Come ti piacerebbe il futuro di Cuba? Hai un’idea politica?

Quello che mi piacerebbe di più per la mia Isola è che un giorno potesse riunire tutti i cubani, senza segregazioni di carattere politico o ideologico. Una Cuba pluralista e tollerante, nella quale i miei nipoti non vengano classificati con epiteti come “vermi” solo per il fatto di avere opinion critiche. Questo è il mio sogno. Bada bene, questo agognato paese non è dietro l’angolo, dovremo lavorare molto per ottenerlo. Il disastro economico, l’apatia generalizzata, l’emigrazione costante e la sfiducia che esiste in ogni membro di questa società, sono molto difficili da superare. Ci attendono anni molto duri e per uscirne fuori dovremo tornare a sentire che l’Isola ci appartiene e che non è un feudo di poche persone chiamate a decidere tutto per noi. Io cercherò di svolgere il mio ruolo dalla società civile, non da una tribuna.

A Cuba esiste un movimento di opinione per il cambiamento?

Mi piacerebbe pensare di sì, ma ancora la gente sta molto attenta a dire in pubblico ciò che pensa realmente sulla situazione politica, economica e sociale. Nella intimità delle case e tra amici, si ascoltano voci di cambiamento, desideri che lo status quo in cui viviamo lasci il posto a una società più partecipativa.

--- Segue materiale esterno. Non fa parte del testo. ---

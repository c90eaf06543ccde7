//! Identifier-searchable intrusive chains over external storage.
//!
//! A *chain* is a doubly-linked run of nodes with no container object: its
//! identity is implicit in the set of mutually linked nodes, and any member
//! is an equally valid entry point. Entity types join chains by embedding a
//! [`Links`] pair and implementing [`ChainNode`]; the operations — splice
//! after a node, unlink, enumerate, search by identifier — come from the
//! [`ChainOps`] extension trait on the storage that owns the nodes.
//!
//! # Design
//!
//! Nodes never point at each other directly. They live in a storage backend
//! with stable handles, and adjacency is a pair of handles with a sentinel
//! for "no neighbor":
//!
//! ```text
//! Storage (Arena / slab)  - owns the nodes, hands out stable handles
//! Links<H>                - embedded prev/next handle pair per node
//! ChainOps                - splice / unlink / enumerate / search
//! ```
//!
//! Link and unlink are pure handle rewrites touching at most three nodes, so
//! both are O(1). Search is linear and unindexed by design. The chain owns no
//! memory; discarding a node without unlinking it leaves stale handles in its
//! neighbors, which is why disposal goes through [`ChainOps::retire`] or the
//! scoped [`LinkedGuard`].
//!
//! # Quick start
//!
//! ```
//! use idchain::{Arena, ChainNode, ChainOps, Links, Storage};
//!
//! # #[derive(Debug)]
//! struct Station {
//!     name: String,
//!     links: Links<u32>,
//! }
//!
//! impl Station {
//!     fn new(name: &str) -> Self {
//!         Self { name: name.into(), links: Links::new() }
//!     }
//! }
//!
//! impl ChainNode<u32> for Station {
//!     fn id(&self) -> &str { &self.name }
//!     fn links(&self) -> &Links<u32> { &self.links }
//!     fn links_mut(&mut self) -> &mut Links<u32> { &mut self.links }
//! }
//!
//! let mut stations: Arena<Station> = Arena::with_capacity(16);
//!
//! let hub = stations.try_insert(Station::new("hub")).unwrap();
//! let relay = stations.try_insert(Station::new("relay")).unwrap();
//! stations.link_after(hub, relay).unwrap();
//!
//! // Any member is an entry point; enumeration is self, forward, backward.
//! assert_eq!(stations.chain(relay).collect::<Vec<_>>(), vec![relay, hub]);
//!
//! // Search is first-match by exact identifier equality.
//! assert_eq!(stations.find_in_chain(hub, "relay"), Some(relay));
//!
//! // Unlink rebridges the neighbors; the node becomes a chain of one.
//! stations.unlink(relay);
//! assert_eq!(stations.chain_len(hub), 1);
//! ```
//!
//! # Critical invariant: same storage instance
//!
//! All operations on one chain must go through the storage that issued its
//! handles. Handles are meaningless in any other storage; that discipline is
//! the caller's (same as with the `slab` crate).
//!
//! # Single-threaded by design
//!
//! Chains are not thread-safe and have no interior mutability. The link
//! symmetry invariant (`a.next == b` iff `b.prev == a`) holds only when all
//! mutation happens from one logical thread of control; the `&mut` receiver
//! on every mutating operation makes interleaving a mutation with a live
//! traversal a compile error rather than a runtime hazard.
//!
//! # Feature flags
//!
//! - `slab` - [`Storage`] impl for `slab::Slab` (growable backing store)

#![warn(missing_docs)]

pub mod chain;
pub mod guard;
pub mod handle;
pub mod node;
pub mod owned;
pub mod storage;

pub use chain::{ChainError, ChainIter, ChainOps};
pub use guard::LinkedGuard;
pub use handle::Handle;
pub use node::{ChainNode, Links};
pub use owned::ChainPool;
pub use storage::{Arena, Full, Storage};
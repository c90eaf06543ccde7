//! ChainPool - chain operations over owned storage.
//!
//! Convenience wrapper for callers who keep one entity kind in one arena and
//! don't share the storage with anything else. It drops the explicit storage
//! argument from every call; semantics are identical to using
//! [`ChainOps`](crate::ChainOps) on an [`Arena`](crate::Arena) directly.

use crate::{Arena, ChainError, ChainIter, ChainNode, ChainOps, Full, Handle, Storage};

/// An arena of chain nodes with the chain operations built in.
///
/// # Example
///
/// ```
/// use idchain::{ChainNode, ChainPool, Links};
///
/// # #[derive(Debug)]
/// struct Station {
///     name: String,
///     links: Links<u32>,
/// }
///
/// impl Station {
///     fn new(name: &str) -> Self {
///         Self { name: name.into(), links: Links::new() }
///     }
/// }
///
/// impl ChainNode<u32> for Station {
///     fn id(&self) -> &str { &self.name }
///     fn links(&self) -> &Links<u32> { &self.links }
///     fn links_mut(&mut self) -> &mut Links<u32> { &mut self.links }
/// }
///
/// let mut pool: ChainPool<Station> = ChainPool::with_capacity(16);
///
/// let hub = pool.insert(Station::new("hub")).unwrap();
/// let relay = pool.find_or_link_after(hub, "relay", || Station::new("relay")).unwrap();
///
/// assert_eq!(pool.chain_len(hub), 2);
/// assert_eq!(pool.find_in_chain(hub, "relay"), Some(relay));
/// ```
pub struct ChainPool<T, H: Handle = u32>
where
    T: ChainNode<H>,
{
    arena: Arena<T, H>,
}

impl<T, H> ChainPool<T, H>
where
    T: ChainNode<H>,
    H: Handle,
{
    /// Creates a pool with room for `capacity` nodes.
    ///
    /// # Panics
    ///
    /// Panics if `capacity` is 0 or does not fit below the handle type's
    /// sentinel value.
    pub fn with_capacity(capacity: usize) -> Self {
        Self {
            arena: Arena::with_capacity(capacity),
        }
    }

    /// Number of nodes in the pool (across all chains).
    #[inline]
    pub fn len(&self) -> usize {
        self.arena.len()
    }

    /// Returns `true` if the pool holds no nodes.
    #[inline]
    pub fn is_empty(&self) -> bool {
        self.arena.is_empty()
    }

    /// Returns the fixed capacity.
    #[inline]
    pub fn capacity(&self) -> usize {
        self.arena.capacity()
    }

    /// Inserts a node without linking it anywhere: a one-element chain.
    ///
    /// # Errors
    ///
    /// Returns `Err(Full(value))` if the pool is at capacity.
    #[inline]
    pub fn insert(&mut self, value: T) -> Result<H, Full<T>> {
        self.arena.try_insert(value)
    }

    /// Returns a reference to the node at `key`, if live.
    #[inline]
    pub fn get(&self, key: H) -> Option<&T> {
        self.arena.get(key)
    }

    /// Returns a mutable reference to the node at `key`, if live.
    #[inline]
    pub fn get_mut(&mut self, key: H) -> Option<&mut T> {
        self.arena.get_mut(key)
    }

    /// See [`ChainOps::link_after`].
    #[inline]
    pub fn link_after(&mut self, at: H, new: H) -> Result<(), ChainError> {
        self.arena.link_after(at, new)
    }

    /// See [`ChainOps::unlink`].
    #[inline]
    pub fn unlink(&mut self, key: H) -> bool {
        self.arena.unlink(key)
    }

    /// See [`ChainOps::retire`].
    #[inline]
    pub fn retire(&mut self, key: H) -> Option<T> {
        self.arena.retire(key)
    }

    /// See [`ChainOps::chain`].
    #[inline]
    pub fn chain(&self, start: H) -> ChainIter<'_, Arena<T, H>, T, H> {
        self.arena.chain(start)
    }

    /// See [`ChainOps::find_in_chain`].
    #[inline]
    pub fn find_in_chain(&self, start: H, identifier: &str) -> Option<H> {
        self.arena.find_in_chain(start, identifier)
    }

    /// See [`ChainOps::chain_len`].
    #[inline]
    pub fn chain_len(&self, start: H) -> usize {
        self.arena.chain_len(start)
    }

    /// See [`ChainOps::is_linked`].
    #[inline]
    pub fn is_linked(&self, key: H) -> bool {
        self.arena.is_linked(key)
    }

    /// See [`ChainOps::find_or_link_after`].
    #[inline]
    pub fn find_or_link_after(
        &mut self,
        at: H,
        identifier: &str,
        make: impl FnOnce() -> T,
    ) -> Result<H, Full<T>> {
        self.arena.find_or_link_after(at, identifier, make)
    }
}

#[cfg(test)]
mod tests {
    use super::*;
    use crate::Links;

    #[derive(Debug)]
    struct Node {
        name: String,
        links: Links<u32>,
    }

    impl Node {
        fn new(name: &str) -> Self {
            Self {
                name: name.into(),
                links: Links::new(),
            }
        }
    }

    impl ChainNode<u32> for Node {
        fn id(&self) -> &str {
            &self.name
        }

        fn links(&self) -> &Links<u32> {
            &self.links
        }

        fn links_mut(&mut self) -> &mut Links<u32> {
            &mut self.links
        }
    }

    #[test]
    fn pool_round_trip() {
        let mut pool: ChainPool<Node> = ChainPool::with_capacity(8);
        assert!(pool.is_empty());

        let a = pool.insert(Node::new("a")).unwrap();
        let b = pool.insert(Node::new("b")).unwrap();
        pool.link_after(a, b).unwrap();

        assert_eq!(pool.len(), 2);
        assert_eq!(pool.chain(a).collect::<Vec<_>>(), vec![a, b]);
        assert_eq!(pool.find_in_chain(b, "a"), Some(a));

        assert!(pool.unlink(b));
        assert_eq!(pool.chain_len(a), 1);
        assert!(pool.get(b).is_some());

        assert!(pool.retire(b).is_some());
        assert_eq!(pool.len(), 1);
    }

    #[test]
    fn pool_find_or_link() {
        let mut pool: ChainPool<Node> = ChainPool::with_capacity(4);
        let head = pool.insert(Node::new("head")).unwrap();

        let n = pool
            .find_or_link_after(head, "n", || Node::new("n"))
            .unwrap();
        let again = pool
            .find_or_link_after(head, "n", || Node::new("n"))
            .unwrap();

        assert_eq!(n, again);
        assert_eq!(pool.len(), 2);
    }
}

Sebbene a Cuba il risveglio della società civile proceda lentamente, posso assicurare che negli ultimi due anni ha fatto passi più lunghi che nelle trascorse decadi. L’assenza di Fidel Castro ha significato la fine di un’ipnosi collettiva realizzata dalla sua figura. Dal giorno in cui codesto grande ipnotizzatore non ha più potuto prendere il microfono e fare un discorso di tre ore, la gente ha cominciato lentamente a risvegliarsi e a parlare.

Ci sono molti giovani blogger cubani. Questo fenomeno può portare qualcosa di positivo?

La blogosfera prodotta dall’interno dell’Isola è ancora a uno stadio embrionale. Cospirano contro la sua crescita sia la difficoltà di accesso a internet che il timore di esprimere opinioni. Nonostante tutto, negli ultimi mesi abbiamo visto nascere nuovi siti e – cosa più sorprendente – i loro autori non si nascondono più sotto uno pseudonimo. Non credo che la blogosfera possa fare da sola ciò che dovrebbe essere compito di tutta la società: riscattare il diritto alla libera espressione. Questo fenomeno virtuale deve essere accompagnato anche dal lavoro dei giornalisti indipendenti, degli intellettuali, che con la loro opera mostrino la realtà senza il trionfalismo che caratterizza i periodici ufficiali, e dei cittadini che abbiano il coraggio di indicare a voce alta le cose che non vanno. Se la necessità di esprimere opinioni non è sentita da tutti, la blogosfera cubana non può cambiare da sola l’atmosfera di censura imposta durante questi cinquanta anni.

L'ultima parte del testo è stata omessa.